Aspirin causes damage to the gastric mucosa partly by inhibiting the formulation of prostaglandins that protect stomach wall from gastric acids. Aspirin in addition has Gastrointestinal effects such as It can cause epigastric distress, nausea, and vomiting by irritating the gastric mucosal lining and stimulating the chemoreceptor trigger zone in the CNS. It may cause a dose-related gastric ulceration, bleeding, and erosive gastritis because of inhibiting the formation of PGE2, which inhibits gastric acid secretion and has a cytoprotective effect. Salicylates-induced gastric bleeding is painless and may lead to an iron deficiency anemia. Aspirin is used in restricted situation for the symptomatic relief of fever. Because of an increased incidence of Reye’s syndrome in children who previously were given aspirin for the relief of viral fevers, it is now recommended that a child with any fever be given paracetamol instead, if medication is required. It is useful as analgesics for certain categories of pain, such as headache, arthritis, and dysmenorrhea. It remains the standard, first-line drug in the therapy of rheumatoid arthritis, and can provide relief of symptoms in acute rheumatic fever. Some clinicians recommend small daily doses of aspirin for prophylaxis of thromboembolism, stroke, or myocardial infarction because of its antiplatelet activity.

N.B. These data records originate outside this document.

//! Client-facing handle to a running session

use crate::state_machine::{Event, SessionState};
use thiserror::Error;
use tokio::sync::{mpsc, oneshot, watch};

/// What the loop did with a submitted event
#[derive(Debug, Clone, Copy, PartialEq, Eq)]
pub(crate) enum Applied {
    Changed,
    Unchanged,
    Rejected,
}

/// An event on its way to the session loop, with an optional reply slot
pub(crate) struct Envelope {
    pub event: Event,
    pub ack: Option<oneshot::Sender<Applied>>,
}

impl Envelope {
    pub fn new(event: Event) -> Self {
        Self { event, ack: None }
    }
}

/// Result of a send request
#[derive(Debug, Clone, Copy, PartialEq, Eq)]
pub enum SendOutcome {
    /// A user turn was appended and a request started
    Accepted,
    /// Empty text, or a request was already in flight
    Ignored,
}

#[derive(Debug, Clone, Copy, PartialEq, Eq, Error)]
#[error("Session runtime has stopped")]
pub struct SessionClosed;

/// Cloneable handle for driving one session.
///
/// Every command is acknowledged only after the loop has applied it, so a
/// snapshot taken after `send` returns already reflects the new turns.
#[derive(Clone)]
pub struct SessionHandle {
    event_tx: mpsc::UnboundedSender<Envelope>,
    snapshot_rx: watch::Receiver<SessionState>,
}

impl SessionHandle {
    pub(crate) fn new(
        event_tx: mpsc::UnboundedSender<Envelope>,
        snapshot_rx: watch::Receiver<SessionState>,
    ) -> Self {
        Self {
            event_tx,
            snapshot_rx,
        }
    }

    pub async fn send(&self, text: impl Into<String>) -> Result<SendOutcome, SessionClosed> {
        match self.submit(Event::user_send(text)).await? {
            Applied::Changed => Ok(SendOutcome::Accepted),
            Applied::Unchanged | Applied::Rejected => Ok(SendOutcome::Ignored),
        }
    }

    /// Empty the transcript. Anything still arriving for the old turns is
    /// discarded.
    pub async fn clear(&self) -> Result<(), SessionClosed> {
        self.submit(Event::Clear).await.map(|_| ())
    }

    pub async fn dismiss_error(&self) -> Result<(), SessionClosed> {
        self.submit(Event::DismissError).await.map(|_| ())
    }

    /// Latest published state
    pub fn snapshot(&self) -> SessionState {
        self.snapshot_rx.borrow().clone()
    }

    /// Receiver that wakes on every published change
    pub fn subscribe(&self) -> watch::Receiver<SessionState> {
        self.snapshot_rx.clone()
    }

    /// Wait until no request is in flight
    pub async fn wait_idle(&self) -> Result<SessionState, SessionClosed> {
        let mut rx = self.snapshot_rx.clone();
        let state = rx.wait_for(|s| !s.busy).await.map_err(|_| SessionClosed)?;
        Ok(state.clone())
    }

    async fn submit(&self, event: Event) -> Result<Applied, SessionClosed> {
        let (ack_tx, ack_rx) = oneshot::channel();
        self.event_tx
            .send(Envelope {
                event,
                ack: Some(ack_tx),
            })
            .map_err(|_| SessionClosed)?;
        ack_rx.await.map_err(|_| SessionClosed)
    }
}
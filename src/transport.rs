//! Chat API transport
//!
//! Turns the assistant's chunked streaming response into typed events.
//! The transport itself is a trait so the session runtime can be driven by
//! a real HTTP client or by a scripted fake.

mod classify;
mod driver;
mod error;
mod frame;
mod http;
mod types;

#[cfg(test)]
mod proptests;

pub use classify::{classify_line, Citation, StreamEvent, DONE_SENTINEL};
pub use driver::{run_exchange, ExchangeStats, StreamHandler};
pub use error::{TransportError, TransportErrorKind};
pub use frame::FrameDecoder;
pub use http::HttpTransport;
pub use types::*;

use async_trait::async_trait;
use std::sync::Arc;

/// Common interface for chat backends
#[async_trait]
pub trait ChatTransport: Send + Sync {
    /// Issue one streaming request. A failure status is reported through
    /// `StreamResponse::status`, not as an error.
    async fn open_stream(&self, request: &ChatRequest) -> Result<StreamResponse, TransportError>;

    /// Non-streaming fallback: send a single message, get the full reply
    async fn complete(&self, message: &str) -> Result<String, TransportError>;
}

#[async_trait]
impl<T: ChatTransport + ?Sized> ChatTransport for Arc<T> {
    async fn open_stream(&self, request: &ChatRequest) -> Result<StreamResponse, TransportError> {
        (**self).open_stream(request).await
    }

    async fn complete(&self, message: &str) -> Result<String, TransportError> {
        (**self).complete(message).await
    }
}

/// Logging wrapper for transports
pub struct LoggingTransport {
    inner: Arc<dyn ChatTransport>,
}

impl LoggingTransport {
    pub fn new(inner: Arc<dyn ChatTransport>) -> Self {
        Self { inner }
    }
}

#[async_trait]
impl ChatTransport for LoggingTransport {
    async fn open_stream(&self, request: &ChatRequest) -> Result<StreamResponse, TransportError> {
        let start = std::time::Instant::now();
        let result = self.inner.open_stream(request).await;
        let duration = start.elapsed();

        match &result {
            Ok(response) => {
                tracing::info!(
                    duration_ms = %duration.as_millis(),
                    status = response.status,
                    history_len = request.conversation_history.len(),
                    "Chat stream opened"
                );
            }
            Err(e) => {
                tracing::error!(
                    duration_ms = %duration.as_millis(),
                    error = %e.message,
                    kind = ?e.kind,
                    "Chat stream request failed"
                );
            }
        }

        result
    }

    async fn complete(&self, message: &str) -> Result<String, TransportError> {
        let start = std::time::Instant::now();
        let result = self.inner.complete(message).await;
        let duration = start.elapsed();

        match &result {
            Ok(reply) => {
                tracing::info!(
                    duration_ms = %duration.as_millis(),
                    reply_len = reply.len(),
                    "Chat completion finished"
                );
            }
            Err(e) => {
                tracing::error!(
                    duration_ms = %duration.as_millis(),
                    error = %e.message,
                    "Chat completion failed"
                );
            }
        }

        result
    }
}
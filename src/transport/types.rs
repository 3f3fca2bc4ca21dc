//! Request and response types for the chat API

use super::TransportError;
use futures::Stream;
use serde::{Deserialize, Serialize};
use std::pin::Pin;

/// Raw body chunks as they arrive from the network
pub type ByteStream = Pin<Box<dyn Stream<Item = Result<Vec<u8>, TransportError>> + Send>>;

/// Conversation role on the wire
#[derive(Debug, Clone, Copy, PartialEq, Eq, Serialize, Deserialize)]
#[serde(rename_all = "lowercase")]
pub enum Role {
    User,
    Assistant,
}

/// One prior turn, projected to role/content for the request body
#[derive(Debug, Clone, PartialEq, Eq, Serialize, Deserialize)]
pub struct HistoryEntry {
    pub role: Role,
    pub content: String,
}

/// Body of a streaming chat request
#[derive(Debug, Clone, PartialEq, Eq, Serialize, Deserialize)]
pub struct ChatRequest {
    pub message: String,
    /// Prior turns, oldest first
    pub conversation_history: Vec<HistoryEntry>,
}

impl ChatRequest {
    pub fn new(message: impl Into<String>, conversation_history: Vec<HistoryEntry>) -> Self {
        Self {
            message: message.into(),
            conversation_history,
        }
    }
}

/// Response head plus an optional readable body
pub struct StreamResponse {
    pub status: u16,
    pub body: Option<ByteStream>,
}

impl StreamResponse {
    pub fn new(status: u16, body: Option<ByteStream>) -> Self {
        Self { status, body }
    }

    pub fn is_success(&self) -> bool {
        (200..300).contains(&self.status)
    }
}

impl std::fmt::Debug for StreamResponse {
    fn fmt(&self, f: &mut std::fmt::Formatter<'_>) -> std::fmt::Result {
        f.debug_struct("StreamResponse")
            .field("status", &self.status)
            .field("has_body", &self.body.is_some())
            .finish()
    }
}

/// Body of a non-streaming chat request
#[derive(Debug, Serialize)]
pub(crate) struct CompletionRequest<'a> {
    pub message: &'a str,
}

/// Error payload some failure responses carry
#[derive(Debug, Deserialize)]
pub(crate) struct ErrorResponse {
    #[serde(default)]
    pub error: Option<String>,
}

/// Reply of the non-streaming endpoint
#[derive(Debug, Deserialize)]
pub(crate) struct CompletionResponse {
    #[serde(default, alias = "message")]
    pub response: String,
}
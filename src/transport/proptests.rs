//! Property-based tests for stream decoding
//!
//! The decoded line sequence must not depend on where the network happened
//! to split the body.

use super::classify::classify_line;
use super::frame::FrameDecoder;
use proptest::prelude::*;

fn decode_with_splits(body: &[u8], cuts: &[usize]) -> Vec<String> {
    let mut points: Vec<usize> = cuts.iter().map(|c| c % (body.len() + 1)).collect();
    points.sort_unstable();
    points.dedup();

    let mut decoder = FrameDecoder::new();
    let mut lines = Vec::new();
    let mut start = 0;
    for point in points {
        lines.extend(decoder.push(&body[start..point]));
        start = point;
    }
    lines.extend(decoder.push(&body[start..]));
    lines.extend(decoder.finish());
    lines
}

fn arb_line() -> impl Strategy<Value = String> {
    prop_oneof![
        "[a-zA-Z0-9 ]{0,20}",
        "[a-zé→ü ]{1,12}".prop_map(|s| format!("data: {{\"type\":\"token\",\"content\":\"{s}\"}}")),
        Just("data: [DONE]".to_string()),
        Just(": ping".to_string()),
        Just(String::new()),
    ]
}

fn arb_body() -> impl Strategy<Value = (String, bool)> {
    (
        proptest::collection::vec(arb_line(), 0..12),
        any::<bool>(),
        any::<bool>(),
    )
        .prop_map(|(lines, crlf, trailing_newline)| {
            let sep = if crlf { "\r\n" } else { "\n" };
            let mut body = lines.join(sep);
            if trailing_newline && !body.is_empty() {
                body.push_str(sep);
            }
            (body, crlf)
        })
}

proptest! {
    #[test]
    fn chunking_does_not_change_lines(
        (body, _crlf) in arb_body(),
        cuts in proptest::collection::vec(any::<usize>(), 0..16),
    ) {
        let whole = decode_with_splits(body.as_bytes(), &[]);
        let split = decode_with_splits(body.as_bytes(), &cuts);
        prop_assert_eq!(whole, split);
    }

    #[test]
    fn byte_at_a_time_matches_single_chunk((body, _crlf) in arb_body()) {
        let every_byte: Vec<usize> = (0..=body.len()).collect();
        let whole = decode_with_splits(body.as_bytes(), &[]);
        let split = decode_with_splits(body.as_bytes(), &every_byte);
        prop_assert_eq!(whole, split);
    }

    #[test]
    fn decoded_lines_never_contain_terminators((body, _crlf) in arb_body(), cuts in proptest::collection::vec(any::<usize>(), 0..8)) {
        for line in decode_with_splits(body.as_bytes(), &cuts) {
            prop_assert!(!line.contains('\n'));
            prop_assert!(!line.ends_with('\r'));
        }
    }

    #[test]
    fn classification_is_chunking_invariant(
        (body, _crlf) in arb_body(),
        cuts in proptest::collection::vec(any::<usize>(), 0..16),
    ) {
        let whole: Vec<_> = decode_with_splits(body.as_bytes(), &[])
            .iter()
            .filter_map(|l| classify_line(l))
            .collect();
        let split: Vec<_> = decode_with_splits(body.as_bytes(), &cuts)
            .iter()
            .filter_map(|l| classify_line(l))
            .collect();
        prop_assert_eq!(whole, split);
    }

    #[test]
    fn classify_never_panics(line in ".{0,64}") {
        let _ = classify_line(&line);
    }
}
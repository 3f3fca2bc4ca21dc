//! Events that can change session state

use super::state::TurnId;
use crate::transport::Citation;
use chrono::{DateTime, Utc};

/// Inputs to the session transition function.
///
/// User commands and transport callbacks share this one type so that every
/// mutation flows through the same serialized queue. Transport events carry
/// the id of the assistant turn they belong to; events for a turn that no
/// longer exists are ignored.
#[derive(Debug, Clone, PartialEq)]
pub enum Event {
    // User commands
    UserSend {
        text: String,
        /// Ids and timestamp are chosen by the caller so the transition stays pure
        user_turn_id: TurnId,
        assistant_turn_id: TurnId,
        created_at: DateTime<Utc>,
    },
    Clear,
    DismissError,

    // Transport events
    Delta {
        turn_id: TurnId,
        text: String,
    },
    Mode {
        turn_id: TurnId,
        mode: String,
    },
    Sources {
        turn_id: TurnId,
        citations: Vec<Citation>,
    },
    Completed {
        turn_id: TurnId,
    },
    Failed {
        turn_id: TurnId,
        message: String,
    },
    /// The request task for this turn has exited, however it ended
    RequestSettled {
        turn_id: TurnId,
    },
}

impl Event {
    /// Build a send event with fresh ids
    pub fn user_send(text: impl Into<String>) -> Self {
        Event::UserSend {
            text: text.into(),
            user_turn_id: TurnId::generate(),
            assistant_turn_id: TurnId::generate(),
            created_at: Utc::now(),
        }
    }

    /// Short name for logging
    pub fn name(&self) -> &'static str {
        match self {
            Event::UserSend { .. } => "user_send",
            Event::Clear => "clear",
            Event::DismissError => "dismiss_error",
            Event::Delta { .. } => "delta",
            Event::Mode { .. } => "mode",
            Event::Sources { .. } => "sources",
            Event::Completed { .. } => "completed",
            Event::Failed { .. } => "failed",
            Event::RequestSettled { .. } => "request_settled",
        }
    }
}
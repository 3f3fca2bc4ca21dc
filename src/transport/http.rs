//! HTTP transport backed by reqwest

use super::types::{CompletionRequest, CompletionResponse, ErrorResponse};
use super::{ChatRequest, ChatTransport, StreamResponse, TransportError, TransportErrorKind};
use crate::config::ClientConfig;
use async_trait::async_trait;
use futures::StreamExt;
use reqwest::header::ACCEPT;
use reqwest::Client;

const STREAM_PATH: &str = "/api/chat/stream";
const COMPLETION_PATH: &str = "/api/chat";

/// Chat API client
pub struct HttpTransport {
    client: Client,
    stream_url: String,
    completion_url: String,
}

impl HttpTransport {
    pub fn new(config: &ClientConfig) -> Result<Self, TransportError> {
        let client = Client::builder()
            .connect_timeout(config.connect_timeout)
            .build()
            .map_err(|e| TransportError::network(format!("Failed to create HTTP client: {e}")))?;

        let base = config.api_url.trim_end_matches('/');

        Ok(Self {
            client,
            stream_url: format!("{base}{STREAM_PATH}"),
            completion_url: format!("{base}{COMPLETION_PATH}"),
        })
    }
}

#[async_trait]
impl ChatTransport for HttpTransport {
    async fn open_stream(&self, request: &ChatRequest) -> Result<StreamResponse, TransportError> {
        let response = self
            .client
            .post(&self.stream_url)
            .header(ACCEPT, "text/event-stream")
            .json(request)
            .send()
            .await
            .map_err(|e| TransportError::from_reqwest(&e))?;

        let status = response.status().as_u16();
        let has_body = status != 204 && response.content_length() != Some(0);

        tracing::debug!(
            status,
            content_type = ?response.headers().get(reqwest::header::CONTENT_TYPE),
            has_body,
            "Stream response received"
        );

        let body = has_body.then(|| {
            let chunks = response.bytes_stream().map(|chunk| {
                chunk
                    .map(|bytes| bytes.to_vec())
                    .map_err(|e| TransportError::from_reqwest(&e))
            });
            Box::pin(chunks) as super::ByteStream
        });

        Ok(StreamResponse::new(status, body))
    }

    async fn complete(&self, message: &str) -> Result<String, TransportError> {
        let response = self
            .client
            .post(&self.completion_url)
            .json(&CompletionRequest { message })
            .send()
            .await
            .map_err(|e| TransportError::from_reqwest(&e))?;

        let status = response.status();
        let body = response
            .text()
            .await
            .map_err(|e| TransportError::network(format!("Failed to read response: {e}")))?;

        if !status.is_success() {
            tracing::warn!(status = status.as_u16(), body = %body, "Completion request rejected");
            return Err(status_error(status.as_u16(), &body));
        }

        let parsed: CompletionResponse = serde_json::from_str(&body)
            .map_err(|e| TransportError::protocol(format!("Failed to parse response: {e}")))?;

        Ok(parsed.response)
    }
}

/// Prefer the server's own `error` message over the bare status line
fn status_error(status: u16, body: &str) -> TransportError {
    match serde_json::from_str::<ErrorResponse>(body) {
        Ok(ErrorResponse {
            error: Some(message),
        }) if !message.trim().is_empty() => {
            TransportError::new(TransportErrorKind::Status(status), message)
        }
        _ => TransportError::status(status),
    }
}
//! Client configuration loaded from the environment

use std::time::Duration;
use thiserror::Error;

pub const API_URL_VAR: &str = "AGENT_CHAT_API_URL";
pub const CONNECT_TIMEOUT_VAR: &str = "AGENT_CHAT_CONNECT_TIMEOUT_SECS";
pub const IDLE_TIMEOUT_VAR: &str = "AGENT_CHAT_IDLE_TIMEOUT_SECS";

const DEFAULT_API_URL: &str = "http://localhost:8000";
const DEFAULT_CONNECT_TIMEOUT_SECS: u64 = 10;

#[derive(Debug, Error, PartialEq, Eq)]
pub enum ConfigError {
    #[error("Invalid value for {var}: {value:?}")]
    InvalidValue { var: &'static str, value: String },
    #[error("Invalid API URL {0:?}: expected an http or https URL")]
    InvalidUrl(String),
}

/// Settings for the chat API client
#[derive(Debug, Clone, PartialEq, Eq)]
pub struct ClientConfig {
    /// Base URL; endpoint paths are appended to it
    pub api_url: String,
    pub connect_timeout: Duration,
    /// Maximum wait between body reads before the stream is declared stalled.
    /// `None` waits indefinitely.
    pub idle_timeout: Option<Duration>,
}

impl Default for ClientConfig {
    fn default() -> Self {
        Self {
            api_url: DEFAULT_API_URL.to_string(),
            connect_timeout: Duration::from_secs(DEFAULT_CONNECT_TIMEOUT_SECS),
            idle_timeout: None,
        }
    }
}

impl ClientConfig {
    pub fn from_env() -> Result<Self, ConfigError> {
        Self::from_lookup(|var| std::env::var(var).ok())
    }

    /// Build from an arbitrary variable source
    pub fn from_lookup<F>(lookup: F) -> Result<Self, ConfigError>
    where
        F: Fn(&str) -> Option<String>,
    {
        let api_url = lookup(API_URL_VAR)
            .filter(|v| !v.trim().is_empty())
            .unwrap_or_else(|| DEFAULT_API_URL.to_string());
        validate_url(&api_url)?;

        let connect_timeout = parse_secs(CONNECT_TIMEOUT_VAR, lookup(CONNECT_TIMEOUT_VAR))?
            .unwrap_or(Duration::from_secs(DEFAULT_CONNECT_TIMEOUT_SECS));
        let idle_timeout = parse_secs(IDLE_TIMEOUT_VAR, lookup(IDLE_TIMEOUT_VAR))?;

        Ok(Self {
            api_url,
            connect_timeout,
            idle_timeout,
        })
    }
}

fn validate_url(url: &str) -> Result<(), ConfigError> {
    match reqwest::Url::parse(url) {
        Ok(parsed) if matches!(parsed.scheme(), "http" | "https") => Ok(()),
        _ => Err(ConfigError::InvalidUrl(url.to_string())),
    }
}

fn parse_secs(var: &'static str, value: Option<String>) -> Result<Option<Duration>, ConfigError> {
    let Some(value) = value.filter(|v| !v.trim().is_empty()) else {
        return Ok(None);
    };
    match value.trim().parse::<u64>() {
        Ok(secs) if secs > 0 => Ok(Some(Duration::from_secs(secs))),
        _ => Err(ConfigError::InvalidValue { var, value }),
    }
}
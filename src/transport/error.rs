//! Transport error types

use thiserror::Error;

/// Transport failure with classification
///
/// `Display` is the human-readable message surfaced to the user as the
/// session's last error.
#[derive(Debug, Clone, Error)]
#[error("{message}")]
pub struct TransportError {
    pub kind: TransportErrorKind,
    pub message: String,
}

impl TransportError {
    pub fn new(kind: TransportErrorKind, message: impl Into<String>) -> Self {
        Self {
            kind,
            message: message.into(),
        }
    }

    pub fn network(message: impl Into<String>) -> Self {
        Self::new(TransportErrorKind::Network, message)
    }

    pub fn timeout(message: impl Into<String>) -> Self {
        Self::new(TransportErrorKind::Timeout, message)
    }

    pub fn status(status: u16) -> Self {
        Self::new(
            TransportErrorKind::Status(status),
            format!("HTTP error! status: {status}"),
        )
    }

    pub fn no_body() -> Self {
        Self::new(TransportErrorKind::NoBody, "No response body available")
    }

    pub fn protocol(message: impl Into<String>) -> Self {
        Self::new(TransportErrorKind::Protocol, message)
    }

    /// Classify a reqwest failure
    pub fn from_reqwest(err: &reqwest::Error) -> Self {
        if err.is_timeout() {
            Self::timeout(format!("Request timeout: {err}"))
        } else if err.is_connect() {
            Self::network(format!("Connection failed: {err}"))
        } else if let Some(status) = err.status() {
            Self::status(status.as_u16())
        } else if err.is_decode() {
            Self::protocol(format!("Failed to decode response: {err}"))
        } else {
            Self::network(format!("Request failed: {err}"))
        }
    }
}

/// Error classification
#[derive(Debug, Clone, Copy, PartialEq, Eq)]
pub enum TransportErrorKind {
    /// Connection refused, reset, or dropped mid-stream
    Network,
    /// No data within the configured window
    Timeout,
    /// Non-success HTTP status
    Status(u16),
    /// Response carried no readable body
    NoBody,
    /// Unparseable reply (non-streaming endpoint) or explicit error frame
    Protocol,
}
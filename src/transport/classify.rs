//! Classification of decoded lines into stream events

use serde::{Deserialize, Serialize};

/// Sentinel payload that ends a stream
pub const DONE_SENTINEL: &str = "[DONE]";

/// A structured event recovered from one line of the response body
#[derive(Debug, Clone, PartialEq)]
pub enum StreamEvent {
    /// Fragment of assistant output
    Delta(String),
    /// Mode or step announcement (e.g. "simple", "research")
    Mode(String),
    /// Retrieved source documents backing the answer
    Sources(Vec<Citation>),
    /// Stream finished normally
    Done,
    /// Server reported a failure
    Error(String),
}

impl StreamEvent {
    /// Completion and error end the exchange
    pub fn is_terminal(&self) -> bool {
        matches!(self, StreamEvent::Done | StreamEvent::Error(_))
    }
}

/// A source document cited by an assistant turn
#[derive(Debug, Clone, PartialEq, Serialize, Deserialize)]
pub struct Citation {
    pub title: String,
    #[serde(default, skip_serializing_if = "Option::is_none")]
    pub file_reference: Option<String>,
    #[serde(default, skip_serializing_if = "Option::is_none")]
    pub sequence_index: Option<u64>,
    #[serde(default, skip_serializing_if = "Option::is_none")]
    pub relevance_score: Option<f64>,
    #[serde(default, skip_serializing_if = "Option::is_none")]
    pub url: Option<String>,
    /// Leading excerpt of the cited chunk
    #[serde(default, skip_serializing_if = "Option::is_none")]
    pub excerpt: Option<String>,
}

// Wire types

#[derive(Debug, Deserialize)]
struct WireFrame {
    #[serde(rename = "type")]
    kind: String,
    #[serde(default)]
    content: Option<String>,
    #[serde(default)]
    sources: Option<Vec<WireSource>>,
    #[serde(default)]
    error: Option<String>,
}

#[derive(Debug, Default, Deserialize)]
struct WireSource {
    #[serde(default)]
    content: Option<String>,
    #[serde(default)]
    metadata: WireSourceMetadata,
    #[serde(default)]
    score: Option<f64>,
    #[serde(default)]
    title: Option<String>,
    #[serde(default)]
    source: Option<String>,
    #[serde(default)]
    url: Option<String>,
}

#[derive(Debug, Default, Deserialize)]
struct WireSourceMetadata {
    #[serde(default)]
    document_title: Option<String>,
    #[serde(default)]
    title: Option<String>,
    #[serde(default)]
    file_name: Option<String>,
    #[serde(default)]
    source: Option<String>,
    #[serde(default)]
    chunk_index: Option<u64>,
}

impl From<WireSource> for Citation {
    fn from(wire: WireSource) -> Self {
        let WireSource {
            content,
            metadata,
            score,
            title,
            source,
            url,
        } = wire;

        Citation {
            title: metadata
                .document_title
                .or(metadata.title)
                .or(title)
                .unwrap_or_else(|| "Untitled".to_string()),
            file_reference: metadata.file_name.or(metadata.source).or(source),
            sequence_index: metadata.chunk_index,
            relevance_score: score,
            url,
            excerpt: content,
        }
    }
}

/// How a line relates to the SSE framing
enum LineKind<'a> {
    /// Blank line, comment, or a non-data field
    Ignorable,
    /// `data:` field with its payload
    Data(&'a str),
    /// Anything else; passed through as plain text
    Plain,
}

fn line_kind(line: &str) -> LineKind<'_> {
    if line.trim().is_empty() || line.starts_with(':') {
        return LineKind::Ignorable;
    }
    if let Some(payload) = line.strip_prefix("data:") {
        return LineKind::Data(payload.strip_prefix(' ').unwrap_or(payload));
    }
    if ["event:", "id:", "retry:"]
        .iter()
        .any(|field| line.starts_with(field))
    {
        return LineKind::Ignorable;
    }
    LineKind::Plain
}

/// Map one decoded line to zero or one event.
///
/// Lines outside the SSE framing are treated as plain text deltas so a
/// non-conforming upstream still produces readable output. A malformed
/// structured payload is logged and skipped; it never aborts the stream.
pub fn classify_line(line: &str) -> Option<StreamEvent> {
    let payload = match line_kind(line) {
        LineKind::Ignorable => return None,
        LineKind::Plain => return Some(StreamEvent::Delta(line.to_string())),
        LineKind::Data(payload) => payload,
    };

    if payload.trim() == DONE_SENTINEL {
        tracing::debug!("Received [DONE] sentinel");
        return Some(StreamEvent::Done);
    }

    let frame: WireFrame = match serde_json::from_str(payload) {
        Ok(frame) => frame,
        Err(e) => {
            tracing::warn!(
                error = %e,
                payload = %payload.chars().take(200).collect::<String>(),
                "Skipping malformed stream frame"
            );
            return None;
        }
    };

    match frame.kind.as_str() {
        "token" => frame
            .content
            .filter(|c| !c.is_empty())
            .map(StreamEvent::Delta),
        "step" => frame
            .content
            .filter(|c| !c.is_empty())
            .map(StreamEvent::Mode),
        "sources" => frame
            .sources
            .map(|sources| StreamEvent::Sources(sources.into_iter().map(Citation::from).collect())),
        "done" => Some(StreamEvent::Done),
        "error" => Some(StreamEvent::Error(
            frame.error.unwrap_or_else(|| "Unknown error".to_string()),
        )),
        other => {
            tracing::debug!(frame_type = %other, "Ignoring unknown frame type");
            None
        }
    }
}
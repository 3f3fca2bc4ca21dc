//! Session runtime
//!
//! Runs the pure state machine on a tokio task and executes its effects:
//! publishing snapshots to observers and driving chat requests.

mod executor;
mod handle;

#[cfg(test)]
pub mod testing;

pub use executor::SessionRuntime;
pub use handle::{SendOutcome, SessionClosed, SessionHandle};
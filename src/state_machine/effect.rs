//! Effects produced by state transitions

use super::state::TurnId;
use crate::transport::ChatRequest;

/// I/O to perform after a transition has been applied
#[derive(Debug, Clone, PartialEq)]
pub enum Effect {
    /// Open the streaming request that fills the given assistant turn
    StartRequest {
        turn_id: TurnId,
        request: ChatRequest,
    },

    /// Stop any request still filling a turn that no longer exists
    CancelRequest,

    /// Publish the new snapshot to observers
    NotifyObservers,
}

impl Effect {
    pub fn start_request(turn_id: TurnId, request: ChatRequest) -> Self {
        Effect::StartRequest { turn_id, request }
    }
}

Some adverse effects of aspirin when uses in large repeated dosages are headache, mental confusion, lassitude, and drowsiness, tinnitus and difficulty in hearing, hyperthermia, sweating, thirst, hyperventilation, vomiting, and diarrhea.
Contraindications Aspirin, non-steroidal anti-inflammatory drugs and anticoagulants should be avoided in all patients with liver disease because of the risk of altering platelet function, causing gastric ulceration and bleeding. NSAIDs have also been implicated in precipitating renal dysfunction and vericeal bleeding in patients with end-stage liver disease. Although COX-2 inhibitors may cause a lower incidence of bleeding complication, currently they are avoided in patients with liver disease as their still pose a risk.
Paracetamol is an analgesic agent. It does not have ant-inflammatory or anti-platelet activities, but it is a useful analgesic in febrile illnesses such as influenza. As paracetamol has no anti-inflammatory properties it does not inhibit prostaglandin thus have no affect on the gastric mucosa. As an analgesic, paracetamol is best taken on an empty stomach for fast action, as it gets absorbed faster. As it is not associated with Reyes’s syndrome, it is the preferred analgesic in the symptomatic treatment of children with viral infections.
The mechanism of action of paracetamol is now thought to be via COX-3 inhibition. This enzyme is present in the brain and spinal cord and is selectively inhibited by paracetamol. Paracetamol has no action on COX-1 and COX-2, thus does not have any gastric side effects. The central action of paracetamol explains it antipyretic effects and its lack of other peripheral adverse effects associated with NSAIDs. Paracetamol has few adverse side effects as it is tolerated by the stomach because inhibition of prostaglandin in the periphery is weak; allergic reactions and skin rash sometimes occur. Heavy, long term daily use may predispose chronic renal disease.